* Exercise requirements *
Copy the records below word for word, leaving out nothing.

* Dataset records *

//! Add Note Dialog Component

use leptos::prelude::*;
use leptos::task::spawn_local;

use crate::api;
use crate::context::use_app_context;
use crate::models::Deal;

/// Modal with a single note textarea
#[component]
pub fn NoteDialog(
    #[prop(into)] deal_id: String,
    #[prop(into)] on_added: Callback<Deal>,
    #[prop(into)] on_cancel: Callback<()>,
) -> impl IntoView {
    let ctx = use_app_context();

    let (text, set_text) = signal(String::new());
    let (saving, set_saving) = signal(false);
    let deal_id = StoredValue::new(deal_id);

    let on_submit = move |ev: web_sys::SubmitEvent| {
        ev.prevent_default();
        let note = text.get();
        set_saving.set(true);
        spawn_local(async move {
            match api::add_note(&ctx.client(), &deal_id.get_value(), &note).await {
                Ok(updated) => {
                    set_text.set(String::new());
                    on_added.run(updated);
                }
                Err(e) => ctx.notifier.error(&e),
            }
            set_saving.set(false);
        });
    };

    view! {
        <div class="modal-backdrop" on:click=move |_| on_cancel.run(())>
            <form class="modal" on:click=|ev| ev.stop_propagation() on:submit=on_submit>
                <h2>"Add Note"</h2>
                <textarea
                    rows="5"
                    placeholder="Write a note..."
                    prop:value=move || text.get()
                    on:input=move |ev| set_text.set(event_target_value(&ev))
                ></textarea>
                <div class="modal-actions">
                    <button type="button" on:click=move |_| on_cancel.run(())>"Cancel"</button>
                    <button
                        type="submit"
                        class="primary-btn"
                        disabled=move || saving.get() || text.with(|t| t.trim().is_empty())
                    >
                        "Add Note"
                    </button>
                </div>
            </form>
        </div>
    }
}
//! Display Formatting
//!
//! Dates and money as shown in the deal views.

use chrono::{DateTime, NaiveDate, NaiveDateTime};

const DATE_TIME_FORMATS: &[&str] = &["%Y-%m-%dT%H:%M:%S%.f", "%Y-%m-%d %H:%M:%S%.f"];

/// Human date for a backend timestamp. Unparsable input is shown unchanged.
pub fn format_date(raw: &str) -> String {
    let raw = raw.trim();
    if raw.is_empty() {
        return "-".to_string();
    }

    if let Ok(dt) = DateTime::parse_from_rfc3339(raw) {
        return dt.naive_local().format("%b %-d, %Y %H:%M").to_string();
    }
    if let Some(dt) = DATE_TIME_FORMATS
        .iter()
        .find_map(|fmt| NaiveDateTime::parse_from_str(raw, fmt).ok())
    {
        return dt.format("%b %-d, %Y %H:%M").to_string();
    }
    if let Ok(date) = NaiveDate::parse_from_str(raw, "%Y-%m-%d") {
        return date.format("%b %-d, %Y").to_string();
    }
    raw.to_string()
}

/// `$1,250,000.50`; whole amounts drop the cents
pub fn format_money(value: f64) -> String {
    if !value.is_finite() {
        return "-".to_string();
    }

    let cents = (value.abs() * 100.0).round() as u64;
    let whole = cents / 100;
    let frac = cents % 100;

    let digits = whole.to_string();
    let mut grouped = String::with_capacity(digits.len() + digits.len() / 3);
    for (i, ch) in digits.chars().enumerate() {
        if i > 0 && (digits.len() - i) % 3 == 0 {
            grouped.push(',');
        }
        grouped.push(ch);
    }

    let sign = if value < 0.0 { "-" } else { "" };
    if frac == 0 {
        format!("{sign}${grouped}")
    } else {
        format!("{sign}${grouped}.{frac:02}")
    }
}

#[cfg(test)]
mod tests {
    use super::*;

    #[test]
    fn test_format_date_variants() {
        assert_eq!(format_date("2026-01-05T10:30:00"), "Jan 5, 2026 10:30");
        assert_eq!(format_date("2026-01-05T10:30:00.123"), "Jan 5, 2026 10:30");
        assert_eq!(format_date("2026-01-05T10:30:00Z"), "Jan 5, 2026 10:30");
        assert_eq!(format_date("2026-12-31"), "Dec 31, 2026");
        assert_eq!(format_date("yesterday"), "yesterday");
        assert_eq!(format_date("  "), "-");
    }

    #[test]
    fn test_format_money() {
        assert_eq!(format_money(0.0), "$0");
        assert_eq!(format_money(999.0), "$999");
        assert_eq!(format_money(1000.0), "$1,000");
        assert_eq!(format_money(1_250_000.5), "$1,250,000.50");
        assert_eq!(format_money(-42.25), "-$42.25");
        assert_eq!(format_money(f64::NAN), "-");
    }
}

* Answer space *
//! Add Note Dialog Component

use leptos::prelude::*;
use leptos::task::spawn_local;

use crate::api;
use crate::context::use_app_context;
use crate::models::Deal;

/// Modal with a single note textarea
#[component]
pub fn NoteDialog(
    #[prop(into)] deal_id: String,
    #[prop(into)] on_added: Callback<Deal>,
    #[prop(into)] on_cancel: Callback<()>,
) -> impl IntoView {
    let ctx = use_app_context();

    let (text, set_text) = signal(String::new());
    let (saving, set_saving) = signal(false);
    let deal_id = StoredValue::new(deal_id);

    let on_submit = move |ev: web_sys::SubmitEvent| {
        ev.prevent_default();
        let note = text.get();
        set_saving.set(true);
        spawn_local(async move {
            match api::add_note(&ctx.client(), &deal_id.get_value(), &note).await {
                Ok(updated) => {
                    set_text.set(String::new());
                    on_added.run(updated);
                }
                Err(e) => ctx.notifier.error(&e),
            }
            set_saving.set(false);
        });
    };

    view! {
        <div class="modal-backdrop" on:click=move |_| on_cancel.run(())>
            <form class="modal" on:click=|ev| ev.stop_propagation() on:submit=on_submit>
                <h2>"Add Note"</h2>
                <textarea
                    rows="5"
                    placeholder="Write a note..."
                    prop:value=move || text.get()
                    on:input=move |ev| set_text.set(event_target_value(&ev))
                ></textarea>
                <div class="modal-actions">
                    <button type="button" on:click=move |_| on_cancel.run(())>"Cancel"</button>
                    <button
                        type="submit"
                        class="primary-btn"
                        disabled=move || saving.get() || text.with(|t| t.trim().is_empty())
                    >
                        "Add Note"
                    </button>
                </div>
            </form>
        </div>
    }
}
//! Display Formatting
//!
//! Dates and money as shown in the deal views.

use chrono::{DateTime, NaiveDate, NaiveDateTime};

const DATE_TIME_FORMATS: &[&str] = &["%Y-%m-%dT%H:%M:%S%.f", "%Y-%m-%d %H:%M:%S%.f"];

/// Human date for a backend timestamp. Unparsable input is shown unchanged.
pub fn format_date(raw: &str) -> String {
    let raw = raw.trim();
    if raw.is_empty() {
        return "-".to_string();
    }

    if let Ok(dt) = DateTime::parse_from_rfc3339(raw) {
        return dt.naive_local().format("%b %-d, %Y %H:%M").to_string();
    }
    if let Some(dt) = DATE_TIME_FORMATS
        .iter()
        .find_map(|fmt| NaiveDateTime::parse_from_str(raw, fmt).ok())
    {
        return dt.format("%b %-d, %Y %H:%M").to_string();
    }
    if let Ok(date) = NaiveDate::parse_from_str(raw, "%Y-%m-%d") {
        return date.format("%b %-d, %Y").to_string();
    }
    raw.to_string()
}

/// `$1,250,000.50`; whole amounts drop the cents
pub fn format_money(value: f64) -> String {
    if !value.is_finite() {
        return "-".to_string();
    }

    let cents = (value.abs() * 100.0).round() as u64;
    let whole = cents / 100;
    let frac = cents % 100;

    let digits = whole.to_string();
    let mut grouped = String::with_capacity(digits.len() + digits.len() / 3);
    for (i, ch) in digits.chars().enumerate() {
        if i > 0 && (digits.len() - i) % 3 == 0 {
            grouped.push(',');
        }
        grouped.push(ch);
    }

    let sign = if value < 0.0 { "-" } else { "" };
    if frac == 0 {
        format!("{sign}${grouped}")
    } else {
        format!("{sign}${grouped}.{frac:02}")
    }
}

#[cfg(test)]
mod tests {
    use super::*;

    #[test]
    fn test_format_date_variants() {
        assert_eq!(format_date("2026-01-05T10:30:00"), "Jan 5, 2026 10:30");
        assert_eq!(format_date("2026-01-05T10:30:00.123"), "Jan 5, 2026 10:30");
        assert_eq!(format_date("2026-01-05T10:30:00Z"), "Jan 5, 2026 10:30");
        assert_eq!(format_date("2026-12-31"), "Dec 31, 2026");
        assert_eq!(format_date("yesterday"), "yesterday");
        assert_eq!(format_date("  "), "-");
    }

    #[test]
    fn test_format_money() {
        assert_eq!(format_money(0.0), "$0");
        assert_eq!(format_money(999.0), "$999");
        assert_eq!(format_money(1000.0), "$1,000");
        assert_eq!(format_money(1_250_000.5), "$1,250,000.50");
        assert_eq!(format_money(-42.25), "-$42.25");
        assert_eq!(format_money(f64::NAN), "-");
    }
}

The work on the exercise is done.